All human beings are alone. No other person will completely feel like we do, think like we do, act like we do. Each of us is unique, and our aloneness is the other side of our uniqueness. The question is whether we let our aloneness become loneliness or whether we allow it to lead us into solitude. Loneliness is painful; solitude is peaceful. Loneliness makes us cling to others in desperation; solitude allows us to respect others in their uniqueness and create community.
Letting our aloneness grow into solitude and not into loneliness is a lifelong struggle. It requires conscious choices about whom to be with, what to study, how to pray, and when to ask for counsel. But wise choices will help us to find the solitude where our hearts can grow in love.
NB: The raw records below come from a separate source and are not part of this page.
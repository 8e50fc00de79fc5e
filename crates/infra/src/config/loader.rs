//! Configuration loader
//!
//! ## Loading Strategy
//! 1. If `HEARTH_DB_PATH` is set, configuration comes from the environment
//!    on top of the built-in defaults
//! 2. Otherwise the first probed config file is used (JSON or TOML)
//! 3. With neither, the defaults are used
//!
//! Secrets and provider keys in the environment always override the file,
//! so a checked-in `hearth.toml` can stay free of credentials.
//!
//! ## Environment Variables
//! - `HEARTH_DB_PATH`, `HEARTH_DB_POOL_SIZE`
//! - `TOKEN_ENCRYPTION_KEY`
//! - `GOOGLE_CLIENT_ID`, `GOOGLE_CLIENT_SECRET`, `GOOGLE_REDIRECT_URI`
//! - `APPLE_CALDAV_ENDPOINT`
//! - `SPOONACULAR_API_KEY`, `CALENDARIFIC_API_KEY`
//! - `HEARTH_HTTP_TIMEOUT_SECS`
//! - `HEARTH_SCHEDULER_ENABLED`, `HEARTH_JOB_TIMEOUT_SECS`
//! - `HEARTH_CALENDAR_SWEEP_CRON`, `HEARTH_HOLIDAY_SYNC_CRON`,
//!   `HEARTH_MEAL_PREFETCH_CRON`, `HEARTH_REMINDER_SCAN_CRON`
//!
//! ## File Locations
//! `config.{json,toml}` and `hearth.{json,toml}` in the working directory and
//! up to two parents, then the same names next to the executable.

use std::path::{Path, PathBuf};
use std::str::FromStr;

use hearth_domain::{Config, HearthError, Result};

const CONFIG_FILE_NAMES: [&str; 4] = ["config.json", "config.toml", "hearth.json", "hearth.toml"];

/// Load configuration with automatic fallback strategy
///
/// # Errors
/// Returns `HearthError::Config` when a present source is malformed. A
/// missing source is not an error.
pub fn load() -> Result<Config> {
    match load_from_env() {
        Ok(config) => {
            tracing::info!("Configuration loaded from environment variables");
            Ok(config)
        }
        Err(e) => {
            tracing::debug!(error = ?e, "Environment configuration incomplete, trying file");
            match probe_config_paths() {
                Some(path) => load_from_file(Some(path)),
                None => {
                    tracing::warn!("No config file found, using defaults");
                    let mut config = Config::default();
                    apply_env_overrides(&mut config)?;
                    Ok(config)
                }
            }
        }
    }
}

/// Load configuration from environment variables
///
/// `HEARTH_DB_PATH` is required; everything else falls back to defaults.
///
/// # Errors
/// Returns `HearthError::Config` if `HEARTH_DB_PATH` is missing or a numeric
/// variable does not parse.
pub fn load_from_env() -> Result<Config> {
    let mut config = Config::default();
    config.database.path = env_var("HEARTH_DB_PATH")?;
    apply_env_overrides(&mut config)?;
    Ok(config)
}

/// Load configuration from a file, probing standard locations when `path`
/// is `None`. Environment overrides are applied afterwards.
pub fn load_from_file(path: Option<PathBuf>) -> Result<Config> {
    let config_path = match path {
        Some(p) => {
            if !p.exists() {
                return Err(HearthError::Config(format!("Config file not found: {}", p.display())));
            }
            p
        }
        None => probe_config_paths().ok_or_else(|| {
            HearthError::Config("No config file found in any of the standard locations".to_string())
        })?,
    };

    tracing::info!(path = %config_path.display(), "Loading configuration from file");

    let contents = std::fs::read_to_string(&config_path)
        .map_err(|e| HearthError::Config(format!("Failed to read config file: {e}")))?;

    let mut config = parse_config(&contents, &config_path)?;
    apply_env_overrides(&mut config)?;
    Ok(config)
}

/// Format is detected by file extension (`.json` or `.toml`).
fn parse_config(contents: &str, path: &Path) -> Result<Config> {
    let extension = path.extension().and_then(|e| e.to_str()).unwrap_or("json");

    match extension {
        "toml" => toml::from_str(contents)
            .map_err(|e| HearthError::Config(format!("Invalid TOML format: {e}"))),
        "json" => serde_json::from_str(contents)
            .map_err(|e| HearthError::Config(format!("Invalid JSON format: {e}"))),
        _ => Err(HearthError::Config(format!("Unsupported config format: {extension}"))),
    }
}

/// Probe the standard locations; returns the first existing file.
pub fn probe_config_paths() -> Option<PathBuf> {
    let mut dirs = Vec::new();

    if let Ok(cwd) = std::env::current_dir() {
        dirs.extend([cwd.clone(), cwd.join(".."), cwd.join("../..")]);
    }
    if let Ok(exe_path) = std::env::current_exe() {
        if let Some(exe_dir) = exe_path.parent() {
            dirs.extend([exe_dir.to_path_buf(), exe_dir.join("..")]);
        }
    }

    dirs.iter()
        .flat_map(|dir| CONFIG_FILE_NAMES.iter().map(move |name| dir.join(name)))
        .find(|path| path.exists())
}

fn apply_env_overrides(config: &mut Config) -> Result<()> {
    if let Some(size) = env_parse::<u32>("HEARTH_DB_POOL_SIZE")? {
        config.database.pool_size = size;
    }
    if let Some(key) = env_opt("TOKEN_ENCRYPTION_KEY") {
        config.security.token_encryption_key = Some(key);
    }

    if let Some(id) = env_opt("GOOGLE_CLIENT_ID") {
        config.google.client_id = Some(id);
    }
    if let Some(secret) = env_opt("GOOGLE_CLIENT_SECRET") {
        config.google.client_secret = Some(secret);
    }
    if let Some(uri) = env_opt("GOOGLE_REDIRECT_URI") {
        config.google.redirect_uri = Some(uri);
    }
    if let Some(endpoint) = env_opt("APPLE_CALDAV_ENDPOINT") {
        config.apple.caldav_endpoint = endpoint;
    }
    if let Some(key) = env_opt("SPOONACULAR_API_KEY") {
        config.spoonacular.api_key = Some(key);
    }
    if let Some(key) = env_opt("CALENDARIFIC_API_KEY") {
        config.calendarific.api_key = Some(key);
    }

    if let Some(secs) = env_parse::<u64>("HEARTH_HTTP_TIMEOUT_SECS")? {
        config.http.timeout_secs = secs;
    }

    let scheduler = &mut config.scheduler;
    scheduler.enabled = env_bool("HEARTH_SCHEDULER_ENABLED", scheduler.enabled);
    if let Some(secs) = env_parse::<u64>("HEARTH_JOB_TIMEOUT_SECS")? {
        scheduler.job_timeout_secs = secs;
    }
    for (key, slot) in [
        ("HEARTH_CALENDAR_SWEEP_CRON", &mut scheduler.calendar_sweep_cron),
        ("HEARTH_HOLIDAY_SYNC_CRON", &mut scheduler.holiday_sync_cron),
        ("HEARTH_MEAL_PREFETCH_CRON", &mut scheduler.meal_prefetch_cron),
        ("HEARTH_REMINDER_SCAN_CRON", &mut scheduler.reminder_scan_cron),
    ] {
        if let Some(expr) = env_opt(key) {
            *slot = expr;
        }
    }

    Ok(())
}

fn env_var(key: &str) -> Result<String> {
    env_opt(key).ok_or_else(|| {
        HearthError::Config(format!("Missing required environment variable: {key}"))
    })
}

/// Set and non-empty.
fn env_opt(key: &str) -> Option<String> {
    std::env::var(key).ok().filter(|v| !v.trim().is_empty())
}

fn env_parse<T>(key: &str) -> Result<Option<T>>
where
    T: FromStr,
    T::Err: std::fmt::Display,
{
    env_opt(key)
        .map(|raw| {
            raw.trim()
                .parse::<T>()
                .map_err(|e| HearthError::Config(format!("Invalid value for {key}: {e}")))
        })
        .transpose()
}

/// Accepts `1`/`0`, `true`/`false`, `yes`/`no`, `on`/`off` (case-insensitive)
fn env_bool(key: &str, default: bool) -> bool {
    std::env::var(key)
        .ok()
        .map(|s| matches!(s.to_ascii_lowercase().as_str(), "1" | "true" | "yes" | "on"))
        .unwrap_or(default)
}
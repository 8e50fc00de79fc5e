//! Calendarific national holiday client

use async_trait::async_trait;
use hearth_core::holiday::ports::{FetchedHoliday, HolidaySource};
use hearth_domain::{CalendarificConfig, HearthError, Result};
use reqwest::Method;
use serde::Deserialize;
use tracing::{debug, instrument, warn};

use crate::http::HttpClient;

const CALENDARIFIC_URL: &str = "https://calendarific.com/api/v2/holidays";

pub struct CalendarificClient {
    http: HttpClient,
    api_key: Option<String>,
    url: String,
}

impl CalendarificClient {
    pub fn new(http: HttpClient, config: &CalendarificConfig) -> Self {
        Self {
            http,
            api_key: config.api_key.clone().filter(|k| !k.is_empty()),
            url: CALENDARIFIC_URL.to_string(),
        }
    }

    /// Full URL of the holidays endpoint.
    pub fn with_url(mut self, url: impl Into<String>) -> Self {
        self.url = url.into();
        self
    }
}

#[async_trait]
impl HolidaySource for CalendarificClient {
    #[instrument(skip(self))]
    async fn fetch_holidays(&self, country_code: &str, year: i32) -> Result<Vec<FetchedHoliday>> {
        let api_key = self
            .api_key
            .as_deref()
            .ok_or_else(|| HearthError::ConfigurationMissing("CALENDARIFIC_API_KEY".into()))?;

        let year = year.to_string();
        let request = self.http.request(Method::GET, &self.url).query(&[
            ("api_key", api_key),
            ("country", country_code),
            ("year", year.as_str()),
            ("type", "national"),
        ]);

        let body: HolidaysEnvelope = self.http.json(request, "Calendarific holidays").await?;
        let raw = body
            .response
            .as_ref()
            .and_then(|r| r.get("holidays"))
            .and_then(serde_json::Value::as_array)
            .cloned()
            .unwrap_or_default();

        let mut holidays = Vec::with_capacity(raw.len());
        for value in raw {
            match parse_holiday(value) {
                Some(holiday) => holidays.push(holiday),
                None => warn!("Skipping Calendarific holiday without a name"),
            }
        }

        debug!(count = holidays.len(), "Fetched holidays");
        Ok(holidays)
    }
}

fn parse_holiday(raw: serde_json::Value) -> Option<FetchedHoliday> {
    let item = HolidayItem::deserialize(&raw).ok()?;
    let name = item.name.filter(|n| !n.trim().is_empty())?;
    Some(FetchedHoliday {
        name,
        date_iso: item.date.and_then(|d| d.iso),
        primary_type: item.kind.and_then(|t| t.into_iter().next()),
        raw,
    })
}

/// `response` is an empty array rather than an object for some countries.
#[derive(Debug, Deserialize)]
struct HolidaysEnvelope {
    response: Option<serde_json::Value>,
}

#[derive(Debug, Deserialize)]
struct HolidayItem {
    name: Option<String>,
    date: Option<HolidayDate>,
    #[serde(rename = "type")]
    kind: Option<Vec<String>>,
}

#[derive(Debug, Deserialize)]
struct HolidayDate {
    iso: Option<String>,
}
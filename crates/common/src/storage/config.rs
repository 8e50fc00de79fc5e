//! SQLite connection pool configuration

use std::time::Duration;

/// Pool and per-connection settings
#[derive(Debug, Clone)]
pub struct SqlitePoolConfig {
    /// Maximum number of connections in the pool
    pub max_size: u32,

    /// How long a checkout waits for a free connection
    pub connection_timeout: Duration,

    /// Busy timeout for SQLite operations
    pub busy_timeout: Duration,

    /// Enable WAL journal mode
    pub enable_wal: bool,

    /// Enable foreign key constraints
    pub enable_foreign_keys: bool,
}

impl SqlitePoolConfig {
    pub fn with_max_size(max_size: u32) -> Self {
        Self { max_size, ..Self::default() }
    }
}

impl Default for SqlitePoolConfig {
    fn default() -> Self {
        Self {
            max_size: 8,
            connection_timeout: Duration::from_secs(5),
            busy_timeout: Duration::from_millis(5000),
            enable_wal: true,
            enable_foreign_keys: true,
        }
    }
}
I used to feel lonely. It was painful. I will attest to that truth. The loneliness made me want to cling to anyone who helped temporarily relieve the pain, just as this quote states. And clinging to "anyone" is never a good idea. I wish I could help some of the teenagers I know today understand the truth that the clinging only causes more pain. But it took me years to grasp that and to learn to cling to the only real source of love, so why should I think they can learn it from me. I never listened to anyone who was trying to help me. Maybe that's the key...listening. They were doing a whole lot of talking and not much listening. What if we shifted our strategy from lecturing to listening?
Today I understand what Henri Nouwen is saying in this quote. I treasure the time I spend by myself because I know that ultimately I am never alone. I am sitting with Love. I am surrounded by Peace. And that is good.
Here it is January 2, 2010. Already this year is flying by! Several years ago my friend Lynette introduced me to a tradition - asking God for a word for the year. It's been nothing short of amazing. Sometimes I ask and I immediately get a word - like the year 2007 when I had the word "heaven". I remember I was surprised by that word. All year I looked up. It was so cool. I began to see the most amazing things in the clouds. Not exactly like Linus' experience in Peanuts - no elaborate scenes - just glory and what appeared to be angelic presence. It has opened my eyes to so many possibilities.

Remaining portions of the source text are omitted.